[Records supplied]
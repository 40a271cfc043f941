/// Paint layer of a draw item.
///
/// The clock face has a fixed stacking scheme rather than arbitrary z
/// values: almost everything sits on [`Cards`](Self::Cards), and the
/// animating flap hops between the two flap layers at the halfway point of
/// a transition (its backface must hide behind the static card once it
/// folds past edge-on). Within one layer, items paint in insertion order.
#[derive(Debug, Copy, Clone, PartialEq, Eq, PartialOrd, Ord, Hash, Default)]
pub enum Layer {
    /// Flap folding away from the viewer, tucked behind the card stack.
    FlapBehind,
    /// Card halves, glyphs, separator dots. The default.
    #[default]
    Cards,
    /// Flap folding toward the viewer, covering the static card.
    FlapFront,
    /// Topmost face chrome: the fold hairline.
    Chrome,
}

#[cfg(test)]
mod tests {
    use super::*;

    #[test]
    fn layers_order_back_to_front() {
        assert!(Layer::FlapBehind < Layer::Cards);
        assert!(Layer::Cards < Layer::FlapFront);
        assert!(Layer::FlapFront < Layer::Chrome);
    }

    #[test]
    fn default_layer_is_cards() {
        assert_eq!(Layer::default(), Layer::Cards);
    }
}
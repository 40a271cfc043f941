//! Flip transition state.
//!
//! Each digit position owns one [`FlipState`]; there is no cross-digit
//! coordination, so simultaneous changes animate independently. Progress is
//! advanced by the frame loop's `dt`, never by a timer of its own, which
//! makes the machine deterministic and trivially abandonable on teardown.

use std::time::Duration;

/// Fixed flip transition duration.
pub const FLIP_DURATION: Duration = Duration::from_millis(300);

// ── easing ────────────────────────────────────────────────────────────────

/// Cubic bezier easing curve through (0,0), (x1,y1), (x2,y2), (1,1).
///
/// Sampled by solving x(t) = input for t, then evaluating y(t) — the same
/// contract as CSS `cubic-bezier`. Control x-coordinates must lie in [0, 1]
/// so x(t) is monotone and the solve is well-defined.
#[derive(Debug, Clone, Copy, PartialEq)]
pub struct CubicBezier {
    x1: f32,
    y1: f32,
    x2: f32,
    y2: f32,
}

impl CubicBezier {
    pub const fn new(x1: f32, y1: f32, x2: f32, y2: f32) -> Self {
        Self { x1, y1, x2, y2 }
    }

    /// The flip clock's ease-in-out curve.
    pub const fn ease_in_out() -> Self {
        Self::new(0.4, 0.0, 0.2, 1.0)
    }

    /// Evaluates the curve at `x` in [0, 1]. Inputs outside the range clamp.
    pub fn sample(&self, x: f32) -> f32 {
        let x = x.clamp(0.0, 1.0);
        if x == 0.0 || x == 1.0 {
            return x;
        }
        self.eval_y(self.solve_t(x))
    }

    fn eval_x(&self, t: f32) -> f32 {
        cubic(t, self.x1, self.x2)
    }

    fn eval_y(&self, t: f32) -> f32 {
        cubic(t, self.y1, self.y2)
    }

    /// Finds t with x(t) == x by bisection. x(t) is monotone for control
    /// x-coordinates in [0, 1]; 24 halvings give sub-pixel precision.
    fn solve_t(&self, x: f32) -> f32 {
        let mut lo = 0.0f32;
        let mut hi = 1.0f32;
        let mut t = x;
        for _ in 0..24 {
            let err = self.eval_x(t) - x;
            if err.abs() < 1e-5 {
                break;
            }
            if err > 0.0 {
                hi = t;
            } else {
                lo = t;
            }
            t = (lo + hi) * 0.5;
        }
        t
    }
}

/// Cubic bezier component with implicit endpoints 0 and 1.
fn cubic(t: f32, p1: f32, p2: f32) -> f32 {
    let u = 1.0 - t;
    3.0 * u * u * t * p1 + 3.0 * u * t * t * p2 + t * t * t
}

// ── FlipState ─────────────────────────────────────────────────────────────

#[derive(Debug, Copy, Clone, PartialEq, Eq)]
enum Phase {
    /// Progress pinned, flap shows the current glyph.
    Static,
    /// Progress animating 0→1; flap shows the previous glyph until completion.
    Flipping,
}

/// Per-digit transition state machine.
///
/// STATIC → FLIPPING when a changed pair arrives; FLIPPING → STATIC when the
/// timed interpolation completes, at which point the flap glyph snaps to the
/// current character. A changed pair arriving mid-flight restarts from 0
/// with the newest previous/current glyphs — last write wins, no queueing.
#[derive(Debug, Clone)]
pub struct FlipState {
    phase: Phase,
    /// Transition progress in [0, 1]. Monotonically non-decreasing within
    /// one animation lifetime; reset to 0 only by a new change event.
    progress: f32,
    /// Glyph currently on the animating flap.
    flap: char,
    /// Glyph the tile settles on when the transition completes.
    current: char,
    curve: CubicBezier,
}

impl FlipState {
    pub fn new(glyph: char) -> Self {
        Self {
            phase: Phase::Static,
            progress: 1.0,
            flap: glyph,
            current: glyph,
            curve: CubicBezier::ease_in_out(),
        }
    }

    /// Feeds one tick's digit pair into the machine.
    pub fn set_pair(&mut self, current: char, previous: char, changed: bool) {
        if changed {
            // Restart from 0 even if a flip is in flight (last write wins).
            self.flap = previous;
            self.current = current;
            self.progress = 0.0;
            self.phase = Phase::Flipping;
            log::trace!("flip {previous} -> {current}");
        } else {
            self.current = current;
            if self.phase == Phase::Static {
                self.flap = current;
            }
        }
    }

    /// Advances the transition by `dt` seconds of frame time.
    pub fn advance(&mut self, dt: f32) {
        if self.phase != Phase::Flipping {
            return;
        }
        self.progress = (self.progress + dt / FLIP_DURATION.as_secs_f32()).min(1.0);
        if self.progress >= 1.0 {
            self.phase = Phase::Static;
            self.flap = self.current;
        }
    }

    /// True while a transition is running.
    pub fn is_flipping(&self) -> bool {
        self.phase == Phase::Flipping
    }

    /// Raw linear progress in [0, 1].
    pub fn progress(&self) -> f32 {
        self.progress
    }

    /// Eased progress in [0, 1].
    pub fn eased(&self) -> f32 {
        self.curve.sample(self.progress)
    }

    /// Flap rotation away from flat, in degrees: 0° flat → 90° edge-on.
    pub fn angle_deg(&self) -> f32 {
        self.eased() * 90.0
    }

    /// Glyph on the animating flap (previous while flipping, else current).
    pub fn flap_glyph(&self) -> char {
        self.flap
    }

    /// Glyph the tile settles on.
    pub fn current_glyph(&self) -> char {
        self.current
    }
}
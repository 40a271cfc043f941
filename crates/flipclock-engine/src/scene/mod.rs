//! Scene (draw stream) types.
//!
//! Responsibilities:
//! - store renderer-agnostic draw commands
//! - provide deterministic ordering (named layers + insertion order)
//! - keep shape-specific helpers isolated per shape file under `scene::shapes`

mod cmd;
mod layer;
mod list;

pub mod shapes;

pub use cmd::DrawCmd;
pub use layer::Layer;
pub use list::{DrawItem, DrawList};
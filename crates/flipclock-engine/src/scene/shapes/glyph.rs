use crate::coords::Vec2;
use crate::paint::Color;
use crate::scene::{DrawCmd, DrawList, Layer};

/// Single-character glyph draw payload.
///
/// The clock only ever draws isolated digit characters, so the payload is a
/// centered `char` rather than a laid-out text run: `center` is the point the
/// renderer centers the glyph's em box on, and `size` is the em size in
/// logical pixels. Vertical squash during a flip is expressed through
/// `size` and the active clip rect, not a transform.
#[derive(Debug, Clone, PartialEq)]
pub struct GlyphCmd {
    pub ch: char,
    /// Em size in logical pixels.
    pub size: f32,
    pub color: Color,
    /// Point the glyph is centered on, in logical pixels.
    pub center: Vec2,
}

impl DrawList {
    /// Records a centered single-glyph draw command.
    #[inline]
    pub fn push_glyph(&mut self, layer: Layer, ch: char, size: f32, color: Color, center: Vec2) {
        self.push(layer, DrawCmd::Glyph(GlyphCmd { ch, size, color, center }));
    }
}
//! Time subsystem.
//!
//! Provides stable, testable frame timing utilities without coupling to the runtime.
//! Intended usage:
//! - one `FrameClock` per render loop
//! - call `tick()` once per presented frame to obtain `FrameTime`
//!
//! Wall-clock reads live in the widget layer; this module only deals in
//! monotonic frame deltas.

mod frame_clock;

pub use frame_clock::{FrameClock, FrameTime};
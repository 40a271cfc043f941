use std::time::{Duration, Instant};

/// Frame timing snapshot.
#[derive(Debug, Copy, Clone)]
pub struct FrameTime {
    /// Time elapsed since the previous frame tick, in seconds.
    pub dt: f32,

    /// Monotonic timestamp taken at the tick.
    pub now: Instant,

    /// Monotonic frame counter.
    pub frame_index: u64,
}

impl FrameTime {
    /// Synthesizes a frame time with a fixed delta.
    ///
    /// Lets tests and headless drivers step animations deterministically
    /// without a real render loop.
    pub fn fixed(dt: f32, frame_index: u64) -> Self {
        Self { dt, now: Instant::now(), frame_index }
    }
}

/// Frame clock producing `FrameTime` snapshots.
///
/// One clock per render loop. Delta time is clamped to avoid pathological
/// values when the process is paused by the debugger, minimized, or stalls —
/// an unclamped stall would make every running flip complete in a single
/// frame jump instead of settling smoothly.
#[derive(Debug, Clone)]
pub struct FrameClock {
    last: Instant,
    frame_index: u64,
    dt_min: Duration,
    dt_max: Duration,
}

impl FrameClock {
    /// Creates a new clock with default clamps.
    ///
    /// Clamp rationale:
    /// - minimum prevents zero-dt behavior from tight loops on some platforms
    /// - maximum prevents animation jumps after long stalls
    pub fn new() -> Self {
        Self {
            last: Instant::now(),
            frame_index: 0,
            dt_min: Duration::from_micros(100),  // 0.0001s
            dt_max: Duration::from_millis(250),  // 0.25s
        }
    }

    /// Creates a clock with custom delta-time clamps.
    pub fn with_clamps(dt_min: Duration, dt_max: Duration) -> Self {
        debug_assert!(dt_min <= dt_max);
        Self {
            last: Instant::now(),
            frame_index: 0,
            dt_min,
            dt_max,
        }
    }

    /// Resets the clock baseline.
    ///
    /// Useful when resuming from suspension.
    pub fn reset(&mut self) {
        self.last = Instant::now();
    }

    /// Advances the clock and returns a new `FrameTime`.
    pub fn tick(&mut self) -> FrameTime {
        let now = Instant::now();
        let mut dt = now.saturating_duration_since(self.last);

        // Clamp delta time to keep downstream animation state stable.
        if dt < self.dt_min {
            dt = self.dt_min;
        } else if dt > self.dt_max {
            dt = self.dt_max;
        }

        self.last = now;

        let ft = FrameTime {
            dt: dt.as_secs_f32(),
            now,
            frame_index: self.frame_index,
        };

        self.frame_index = self.frame_index.wrapping_add(1);

        ft
    }
}

impl Default for FrameClock {
    fn default() -> Self {
        Self::new()
    }
}
//! Port for the external test runner.

use std::path::Path;

use async_trait::async_trait;

use crate::domain::errors::FlowResult;
use crate::domain::models::ExecutionReport;

/// Runs a test module and captures its outcome.
///
/// A non-zero exit status is data in the `ExecutionReport`, not an `Err`;
/// `Err` is reserved for the runner itself being unlaunchable or timing out,
/// which the controller treats as fatal.
#[async_trait]
pub trait TestRunner: Send + Sync {
    async fn execute(&self, test_file: &Path) -> FlowResult<ExecutionReport>;
}
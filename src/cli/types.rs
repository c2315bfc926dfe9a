//! CLI type definitions.
//!
//! Clap command structures that define the command-line surface.

use std::path::PathBuf;

use clap::{Args, Parser, Subcommand};

#[derive(Parser)]
#[command(name = "testforge")]
#[command(about = "Testforge - LLM-driven unit test generation and repair", long_about = None)]
#[command(version)]
pub struct Cli {
    #[command(subcommand)]
    pub command: Commands,

    /// Output in JSON format
    #[arg(short, long, global = true)]
    pub json: bool,
}

#[derive(Subcommand)]
pub enum Commands {
    /// Generate a test suite for a symbol and repair the function until the
    /// tests pass or the attempt budget runs out
    Run(RunArgs),

    /// Locate a function or class and print its source
    Locate(LocateArgs),
}

#[derive(Args, Debug)]
pub struct RunArgs {
    /// Python source file containing the symbol under test
    #[arg(short, long)]
    pub file: PathBuf,

    /// Function or class name to test
    #[arg(short, long)]
    pub symbol: String,

    /// Base sampling temperature override
    #[arg(short, long)]
    pub temperature: Option<f32>,

    /// Model override applied to every stage
    #[arg(short, long)]
    pub model: Option<String>,

    /// Correction attempts allowed before giving up
    #[arg(long)]
    pub max_attempts: Option<u32>,

    /// Stream completions instead of waiting for full responses
    #[arg(long)]
    pub stream: bool,

    /// Echo the conversation with the model to the terminal
    #[arg(long)]
    pub print_text: bool,

    /// Load configuration from this file instead of .testforge/config.yaml
    #[arg(short, long)]
    pub config: Option<PathBuf>,
}

#[derive(Args, Debug)]
pub struct LocateArgs {
    /// Python source file to search
    #[arg(short, long)]
    pub file: PathBuf,

    /// Function or class name to locate
    #[arg(short, long)]
    pub symbol: String,
}
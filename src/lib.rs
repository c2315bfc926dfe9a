//! Testforge - LLM-driven unit test generation and repair
//!
//! Testforge points a language model at a Python function or class, asks it
//! to explain the code, plan test scenarios, and synthesize a pytest suite,
//! then runs the suite and - if tests fail - asks the model to patch the
//! function, looping until the tests pass or a retry budget is exhausted.
//!
//! # Architecture
//!
//! This crate follows Clean Architecture / Hexagonal Architecture principles:
//!
//! - **Domain Layer** (`domain`): Models, port traits and the error taxonomy
//! - **Service Layer** (`services`): Code location, prompt stages, output parsing
//! - **Application Layer** (`application`): The convergence controller
//! - **Infrastructure Layer** (`infrastructure`): Completion-service and
//!   test-runner adapters, configuration loading
//! - **CLI Layer** (`cli`): Command-line interface
//!
//! # Example
//!
//! ```ignore
//! use testforge::application::ConvergenceController;
//!
//! #[tokio::main]
//! async fn main() -> anyhow::Result<()> {
//!     // Wire adapters and run the controller
//!     Ok(())
//! }
//! ```

pub mod application;
pub mod cli;
pub mod domain;
pub mod infrastructure;
pub mod services;

// Re-export commonly used types for convenience
pub use application::{ConvergenceController, RunSummary};
pub use domain::errors::{FlowError, FlowResult};
pub use domain::models::{
    Config, ConvergenceConfig, ExecutionReport, FailureCase, FailureSet, FunctionUnderTest,
    GenerationConfig, ModelsConfig, Role, RunnerConfig, StageResult, Turn,
};
pub use domain::ports::{CompletionClient, CompletionRequest, TestRunner};
pub use infrastructure::config::{ConfigError, ConfigLoader};
pub use infrastructure::{AnthropicClient, PytestRunner};
pub use services::{CorrectionService, SuiteGenerator, Transcript};
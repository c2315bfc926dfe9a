//! Testforge CLI entry point.

use clap::Parser;
use tracing_subscriber::{layer::SubscriberExt, util::SubscriberInitExt, EnvFilter};

use testforge::cli::{Cli, Commands};

#[tokio::main]
async fn main() {
    tracing_subscriber::registry()
        .with(EnvFilter::try_from_default_env().unwrap_or_else(|_| EnvFilter::new("info")))
        .with(tracing_subscriber::fmt::layer().with_writer(std::io::stderr))
        .init();

    let cli = Cli::parse();

    let result = match cli.command {
        Commands::Run(args) => testforge::cli::commands::run::execute(args, cli.json).await,
        Commands::Locate(args) => testforge::cli::commands::locate::execute(args, cli.json).await,
    };

    if let Err(err) = result {
        testforge::cli::handle_error(err, cli.json);
    }
}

[Required action] Considering only the material above, set down every line from the one with "#[command(subcommand)]" to the one with "budget runs out", inclusive, exactly as written.

[The completed task]
    #[command(subcommand)]
    pub command: Commands,

    /// Output in JSON format
    #[arg(short, long, global = true)]
    pub json: bool,
}

#[derive(Subcommand)]
pub enum Commands {
    /// Generate a test suite for a symbol and repair the function until the
    /// tests pass or the attempt budget runs out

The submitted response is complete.